Lula diz sentir 'saudades' de disputar eleições contra PSDB
O presidente Lula disse hoje, em entrevista ao programa Domingo Espetacular, da Record, sentir "saudades" de eleições anteriores, quando, segundo ele, o nível dos candidatos era melhor do que atualmente.
Lula relembrou a primeira eleição presidencial que disputou, em 1989. "Se você comparar a disputa de hoje com a de 80, você vê que diminuiu a importância dos políticos", afirmou. Naquele ano, Lula concorreu com outros 21 candidatos, entre eles Fernando Collor de Mello, Leonel Brizola, Mário Covas, Paulo Maluf e Ulysses Guimarães. Lula também citou José Serra, Geraldo Alckmin e Fernando Henrique Cardoso como bons oponentes.
O presidente criticou a lógica de busca por atenção e engajamento que, segundo ele, foi popularizada pela internet. "Hoje tem gente que acha que brincar ou lacrar na internet dá a ele o direito de ser presidente da República. Ser presidente é diferente, é tomar decisão sobre coisa séria."
Quando o assunto foi polarização, porém, Lula discordou que existam "dois Brasis". "Eu acho que não tem dois Brasis. Tem um momento histórico que estamos vivendo e que pode ser dissipado daqui a dois, três, quatro anos". Ele destacou país não tem um histórico de violência generalizada nas eleições.
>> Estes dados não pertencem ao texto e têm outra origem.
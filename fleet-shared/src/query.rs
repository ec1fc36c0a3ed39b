//! OData-style read options: `$select` projections and `$expand` relations.

use serde::{Deserialize, Serialize};

use crate::device::APPLICATION_RELATION;

#[derive(Debug, Serialize, Deserialize, Clone, Default, PartialEq, Eq, Hash)]
pub struct Expand {
    pub relation: String,
    pub select: Option<Vec<String>>,
}

impl Expand {
    pub fn relation(relation: impl Into<String>) -> Self {
        Self {
            relation: relation.into(),
            select: None,
        }
    }

    pub fn select(mut self, fields: impl IntoIterator<Item = impl Into<String>>) -> Self {
        self.select = Some(fields.into_iter().map(Into::into).collect());
        self
    }

    fn render(&self) -> String {
        match &self.select {
            Some(fields) => format!("{}($select={})", self.relation, fields.join(",")),
            None => self.relation.clone(),
        }
    }
}

/// Options for a single device read.
#[derive(Debug, Serialize, Deserialize, Clone, Default, PartialEq, Eq, Hash)]
pub struct DeviceQuery {
    pub select: Option<Vec<String>>,
    pub expand: Vec<Expand>,
}

impl DeviceQuery {
    pub fn new() -> Self {
        Self::default()
    }

    pub fn select(mut self, fields: impl IntoIterator<Item = impl Into<String>>) -> Self {
        self.select = Some(fields.into_iter().map(Into::into).collect());
        self
    }

    pub fn expand(mut self, expand: Expand) -> Self {
        self.expand.push(expand);
        self
    }

    /// Device read expanded with its owning application, the way the
    /// identity resolver asks for it.
    pub fn with_application(device_fields: Option<&[&str]>, app_fields: Option<&[&str]>) -> Self {
        let mut expand = Expand::relation(APPLICATION_RELATION);
        if let Some(fields) = app_fields {
            expand = expand.select(fields.iter().copied());
        }
        let query = Self::new().expand(expand);
        match device_fields {
            Some(fields) => query.select(fields.iter().copied()),
            None => query,
        }
    }

    /// Query-string pairs, in a stable order.
    pub fn to_params(&self) -> Vec<(String, String)> {
        let mut params = Vec::new();
        if let Some(fields) = &self.select {
            params.push(("$select".to_string(), fields.join(",")));
        }
        if !self.expand.is_empty() {
            let expand = self
                .expand
                .iter()
                .map(Expand::render)
                .collect::<Vec<_>>()
                .join(",");
            params.push(("$expand".to_string(), expand));
        }
        params
    }

    /// Canonical text form, used where a query must be part of a lookup key.
    pub fn fingerprint(&self) -> String {
        self.to_params()
            .into_iter()
            .map(|(k, v)| format!("{k}={v}"))
            .collect::<Vec<_>>()
            .join("&")
    }
}
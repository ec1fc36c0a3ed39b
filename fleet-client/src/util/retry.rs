/// Evaluate a future-producing expression up to `$attempts` times, sleeping
/// `$delay_secs` between failed attempts. Yields the last `Result`.
#[macro_export]
macro_rules! retry_async {
    ($attempts:expr, $delay_secs:expr, $fut:expr) => {{
        let mut attempt: u32 = 1;
        loop {
            match $fut.await {
                Ok(value) => break Ok(value),
                Err(e) if attempt < $attempts => {
                    tracing::warn!(
                        "Attempt {} failed: {}. Retrying in {}s",
                        attempt,
                        e,
                        $delay_secs
                    );
                    attempt += 1;
                    tokio::time::sleep(std::time::Duration::from_secs($delay_secs)).await;
                }
                Err(e) => break Err(e),
            }
        }
    }};
}
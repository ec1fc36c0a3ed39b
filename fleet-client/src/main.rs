use fleet_client::{errors, run_cli};

#[tokio::main]
async fn main() {
    if let Err(err) = run_cli().await {
        std::process::exit(errors::report(&err));
    }
}
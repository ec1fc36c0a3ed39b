use anyhow::{Context, Result};
use serde::{Deserialize, Serialize};
use std::path::{Path, PathBuf};
use tracing::{debug, info};

use crate::errors::ExpectedError;

pub const DEFAULT_API_URL: &str = "https://api.fleet-cloud.io";

const CONFIG_DIR_ENV: &str = "FLEET_CONFIG_DIR";
const API_URL_ENV: &str = "FLEET_API_URL";

#[derive(Debug, Serialize, Deserialize, Clone, PartialEq)]
pub struct Config {
    pub api_url: String,
    #[serde(default)]
    pub trust_invalid_server_cert: bool,
    #[serde(default = "default_true")]
    pub analytics_enabled: bool,
    #[serde(default = "default_log_level")]
    pub log_level: String,
    #[serde(default)]
    pub resolver: ResolverConfig,
}

#[derive(Debug, Serialize, Deserialize, Clone, Default, PartialEq)]
pub struct ResolverConfig {
    /// Include `$select`/`$expand` options in the device cache key. Off by
    /// default: a narrow first lookup is then served to later, broader ones.
    #[serde(default)]
    pub selection_in_cache_key: bool,
}

const CONFIG_KEYS: [&str; 5] = [
    "api_url",
    "trust_invalid_server_cert",
    "analytics_enabled",
    "log_level",
    "resolver.selection_in_cache_key",
];

fn parse_bool(key: &str, value: &str) -> Result<bool> {
    match value.trim() {
        "true" | "yes" | "1" => Ok(true),
        "false" | "no" | "0" => Ok(false),
        _ => {
            let message = format!("{} expects true or false, got '{}'", key, value);
            Err(ExpectedError::new(message).into())
        }
    }
}

fn default_true() -> bool {
    true
}

fn default_log_level() -> String {
    "warn".to_string()
}

impl Default for Config {
    fn default() -> Self {
        Self {
            api_url: DEFAULT_API_URL.to_string(),
            trust_invalid_server_cert: false,
            analytics_enabled: true,
            log_level: default_log_level(),
            resolver: ResolverConfig::default(),
        }
    }
}

impl Config {
    pub fn load() -> Result<Self> {
        let config = Self::load_stored()?;
        Ok(config.with_api_url_override(std::env::var(API_URL_ENV).ok()))
    }

    /// The config file as written, without environment overrides.
    pub fn load_stored() -> Result<Self> {
        Self::load_from(&Self::config_file_path()?)
    }

    pub fn load_from(path: &Path) -> Result<Self> {
        if !path.exists() {
            debug!("Config file {:?} not found, using defaults", path);
            return Ok(Self::default());
        }
        debug!("Loading config from: {:?}", path);
        let contents = std::fs::read_to_string(path).context("Failed to read config file")?;
        let config: Config =
            serde_json::from_str(&contents).context("Failed to parse config file")?;
        Ok(config)
    }

    pub fn save(&self) -> Result<()> {
        self.save_to(&Self::config_file_path()?)
    }

    pub fn save_to(&self, path: &Path) -> Result<()> {
        let config_dir = path.parent().context("Failed to get config directory")?;

        std::fs::create_dir_all(config_dir).context("Failed to create config directory")?;

        let contents = serde_json::to_string_pretty(self).context("Failed to serialize config")?;

        std::fs::write(path, contents).context("Failed to write config file")?;

        info!("Config saved to: {:?}", path);
        Ok(())
    }

    /// Update one setting by its dotted key, as typed on the command line.
    pub fn set(&mut self, key: &str, value: &str) -> Result<()> {
        match key {
            "api_url" => {
                if value.trim().is_empty() {
                    return Err(ExpectedError::new("api_url must not be empty").into());
                }
                self.api_url = value.trim().to_string();
            }
            "trust_invalid_server_cert" => self.trust_invalid_server_cert = parse_bool(key, value)?,
            "analytics_enabled" => self.analytics_enabled = parse_bool(key, value)?,
            "log_level" => self.log_level = value.trim().to_string(),
            "resolver.selection_in_cache_key" => {
                self.resolver.selection_in_cache_key = parse_bool(key, value)?
            }
            _ => {
                return Err(ExpectedError::new(format!(
                    "Unknown config key: {}\n\nKnown keys: {}",
                    key,
                    CONFIG_KEYS.join(", ")
                ))
                .into());
            }
        }
        Ok(())
    }

    /// Remove every piece of local state, the stored token included.
    pub fn clear() -> Result<()> {
        let config_dir = Self::config_dir()?;
        if config_dir.exists() {
            std::fs::remove_dir_all(&config_dir).context("Failed to remove config directory")?;
            info!("Removed {:?}", config_dir);
        }
        Ok(())
    }

    fn with_api_url_override(mut self, api_url: Option<String>) -> Self {
        if let Some(url) = api_url.filter(|u| !u.trim().is_empty()) {
            debug!("Using api url {} from {}", url, API_URL_ENV);
            self.api_url = url;
        }
        self
    }

    /// Host part of the api url, e.g. `api.fleet-cloud.io`.
    pub fn api_host(&self) -> &str {
        self.api_url
            .trim_start_matches("https://")
            .trim_start_matches("http://")
            .trim_end_matches('/')
    }

    pub fn config_dir() -> Result<PathBuf> {
        if let Ok(dir) = std::env::var(CONFIG_DIR_ENV) {
            return Ok(PathBuf::from(dir));
        }
        let config_dir = dirs::config_dir().context("Failed to get config directory")?;
        Ok(config_dir.join("fleet"))
    }

    fn config_file_path() -> Result<PathBuf> {
        Ok(Self::config_dir()?.join("config.json"))
    }
}
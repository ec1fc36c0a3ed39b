pub mod application;
pub mod device;
pub mod query;
pub mod response;
pub mod service;
use chrono::{DateTime, Utc};
use serde::{Deserialize, Serialize};
use serde_json::{Map, Value};

use crate::application::Application;

/// Name of the device -> application relation on the data API.
pub const APPLICATION_RELATION: &str = "belongs_to__application";

#[derive(Debug, Serialize, Deserialize, Clone, Default, PartialEq)]
pub struct Device {
    #[serde(default)]
    pub id: Option<u64>,
    #[serde(default)]
    pub uuid: Option<String>,
    #[serde(default)]
    pub device_name: Option<String>,
    #[serde(default)]
    pub is_online: Option<bool>,
    #[serde(default)]
    pub status: Option<String>,
    #[serde(default)]
    pub os_version: Option<String>,
    #[serde(default)]
    pub ip_address: Option<String>,
    #[serde(default)]
    pub last_connectivity_event: Option<DateTime<Utc>>,
    #[serde(
        default,
        rename = "belongs_to__application",
        skip_serializing_if = "Option::is_none"
    )]
    pub belongs_to_application: Option<ApplicationLink>,
}

/// The device -> application relation as returned by the API.
///
/// Expanded, it is an array holding the related row. When the caller cannot
/// read that row the array is empty or carries an empty object. Unexpanded,
/// it is a bare `{ "__id": n }` reference.
#[derive(Debug, Serialize, Deserialize, Clone, PartialEq)]
#[serde(untagged)]
pub enum ApplicationLink {
    Expanded(Vec<Map<String, Value>>),
    Reference {
        #[serde(rename = "__id")]
        id: u64,
    },
}

impl Device {
    pub fn short_uuid(&self) -> &str {
        let uuid = self.uuid.as_deref().unwrap_or("-");
        uuid.get(..7).unwrap_or(uuid)
    }

    /// Owning application from an expanded relation, `None` when the relation
    /// was not expanded or came back empty.
    pub fn expanded_application(&self) -> Result<Option<Application>, serde_json::Error> {
        match &self.belongs_to_application {
            Some(ApplicationLink::Expanded(rows)) => match rows.first() {
                Some(row) if !row.is_empty() => {
                    serde_json::from_value(Value::Object(row.clone())).map(Some)
                }
                _ => Ok(None),
            },
            Some(ApplicationLink::Reference { .. }) | None => Ok(None),
        }
    }
}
Na sequência, Lula defendeu a participação dos eleitores na política, apesar das críticas. "Se você não gostava da política há 30 anos atrás, muito menos razão você tem para gostar agora. Mas o povo tem que votar porque a desgraça de quem não gosta de política é ser governado por quem gosta. E se quem gosta for uma minoria perversa, o povo será governado por essa minoria."
A entrevista também abordou a relação de Lula com os Estados Unidos, que ganhou novos desdobramentos nos últimos dias. Na semana passada, Lula ligou para o homônimo Donald Trump para negociações sobre a taxação dos EUA sobre produtos brasileiros. Na conversa, o petista teria dito que a taxação é "infundada".
Segundo o presidente, o objetivo é, em geral, manter uma relação "civilizada" com os norte-americanos. Ele disse ter a impressão de que a relação com Donald Trump pessoalmente é melhor do que com a assessoria do presidente norte-americano. "A minha conversa com o Trump é muito civilizada, é muito respeitosa, tanto da minha parte quanto da parte dele. Mas, depois, o segundo escalão toma atitudes que são impensáveis."
O presidente destacou, porém, a defesa da soberania brasileira. Segundo Lula, apesar dos esforços para manter uma boa relação com os EUA, "nós não podemos aceitar intromissão de um país, quem quer que seja, nas coisas do Brasil".